On the global economic and financial front, more trouble piled up which is delaying any early global recovery. While Greece, Spain, Portugal and Ireland remain on the sick list, now Greece must sell its precious assets and seek another early bailout from the International Monetary Fund to ensure its economic survival. The peripheral and the laggard economies have now demonstrated amply that Eurozone economies are moving on a twin track, a fast lane economy like Germany on the one hand, and the slow track economies like Greece, Spain, Portugal and Spain on the other hand with Italy also dragging its growth now.
Such dichotomy of economic performance in the Eurozone has often rendered the value of the Euro negatively and is giving rise to conjectures about the very survival of the Eurozone as a single economic entity. A pall of smoke from the Icelandic volcano had overcast the skies of UK and northern Europe early this week, but luckily this problem has subsided at present.
Thus the stock markets in Europe slipped lower on reports of stagnant British economic growth, dismal economic data from the Eurozone, recessionary news from Japan, shaky performance of the United States economy compounded with draught in Texas and tornadoes hitting central USA with over swollen Mississippi river.
In fact, new orders for durable goods in the United States fell sharply since the last six months signifying that the American economy still remains in considerable difficulty. Fears are that manufacturing activity in the USA may be driven down which may result in lost momentum in economic recovery and thus spill the negative impact into the second quarter.
Also, loss exceeding US Dollars two billions by the Japanese electronic giant Sony signifies that economic recovery in Japan will take more time to materialise.

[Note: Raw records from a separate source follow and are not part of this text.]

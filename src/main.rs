use iced::widget::{button, column, container, pick_list, text, Column};
use iced::{Alignment, Element, Length, Task, Theme};
use rfd::FileDialog;
use tracing::info;
use tracing_subscriber::EnvFilter;

// Declare the sorter module
mod sorter;

use sorter::RunReport;

/// Selectable designer counts. The engine validates the lower bound itself;
/// the pick list is what enforces the upper bound of 15.
const DESIGNER_CHOICES: [u8; 15] = [1, 2, 3, 4, 5, 6, 7, 8, 9, 10, 11, 12, 13, 14, 15];

/// Main application state
struct SplitImg {
    /// Number of designer folders to split into
    designer_count: u8,
    /// Whether a batch is currently running (Run is disabled meanwhile)
    running: bool,
    /// Status line shown to the user
    status: String,
    /// Count line shown to the user
    count_line: String,
    /// Elapsed-time line shown to the user
    time_line: String,
}

/// Application messages (events)
#[derive(Debug, Clone)]
enum Message {
    /// User picked a designer count from the dropdown
    DesignerCountPicked(u8),
    /// User clicked the "Run" button
    Run,
    /// Background batch completed (or failed fatally)
    RunComplete(Result<RunReport, String>),
}

impl SplitImg {
    fn new() -> (Self, Task<Message>) {
        info!("SplitImg initialized");

        (
            SplitImg {
                designer_count: 1,
                running: false,
                status: "Status: Idle".to_string(),
                count_line: "Images Processed: 0".to_string(),
                time_line: "Time Taken: 0.00 seconds".to_string(),
            },
            Task::none(),
        )
    }

    /// Handle application messages and update state
    fn update(&mut self, message: Message) -> Task<Message> {
        match message {
            Message::DesignerCountPicked(count) => {
                self.designer_count = count;
                Task::none()
            }
            Message::Run => {
                // Re-entrant triggering is blocked while a batch runs
                if self.running {
                    return Task::none();
                }

                // Show the native folder picker dialog
                let folder = FileDialog::new()
                    .set_title("Select Source Folder")
                    .pick_folder();

                if let Some(folder_path) = folder {
                    self.running = true;
                    self.status = "Status: In Progress".to_string();

                    return Task::perform(
                        sorter::run_batch(folder_path, self.designer_count as usize),
                        Message::RunComplete,
                    );
                }

                self.status = "Status: Idle (no folder selected)".to_string();
                Task::none()
            }
            Message::RunComplete(result) => {
                self.running = false;

                match result {
                    Ok(report) => {
                        self.status = "Status: Idle".to_string();
                        self.count_line = format!("Images Processed: {}", report.processed);
                        self.time_line =
                            format!("Time Taken: {:.2} seconds", report.elapsed_secs);
                    }
                    Err(e) => {
                        self.status = format!("Status: Failed ({e})");
                    }
                }

                Task::none()
            }
        }
    }

    /// Build the user interface
    fn view(&self) -> Element<Message> {
        let run_button = button("Run")
            .padding(10)
            .on_press_maybe((!self.running).then_some(Message::Run));

        let content: Column<Message> = column![
            text("SplitImg").size(36),
            text("Select the number of Designers").size(14),
            pick_list(
                DESIGNER_CHOICES,
                Some(self.designer_count),
                Message::DesignerCountPicked,
            ),
            run_button,
            text(&self.status).size(16),
            text(&self.count_line).size(16),
            text(&self.time_line).size(16),
        ]
        .spacing(20)
        .padding(40)
        .align_x(Alignment::Center);

        container(content)
            .width(Length::Fill)
            .height(Length::Fill)
            .center_x(Length::Fill)
            .center_y(Length::Fill)
            .into()
    }

    /// Set the application theme
    fn theme(&self) -> Theme {
        Theme::Dark
    }
}

fn main() -> iced::Result {
    tracing_subscriber::fmt()
        .with_env_filter(
            EnvFilter::try_from_default_env().unwrap_or_else(|_| EnvFilter::new("info")),
        )
        .with_target(false)
        .compact()
        .init();

    iced::application("SplitImg", SplitImg::update, SplitImg::view)
        .theme(SplitImg::theme)
        .window_size(iced::Size::new(500.0, 600.0))
        .centered()
        .run_with(SplitImg::new)
}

Moreover, the specter of stagflation is hitting many parts of the world including the USA UK, the Eurozone and China.
Besides the economic and financial issues, the war on terror involving several countries and the world, the socio-political unrest in the Middle East and North Africa, a spate of Taliban bombing including the leading Naval base in Karachi this week, all add up to demonstrate that a new social, economic and political dispensation is necessary to bring order to the prevailing global disarray.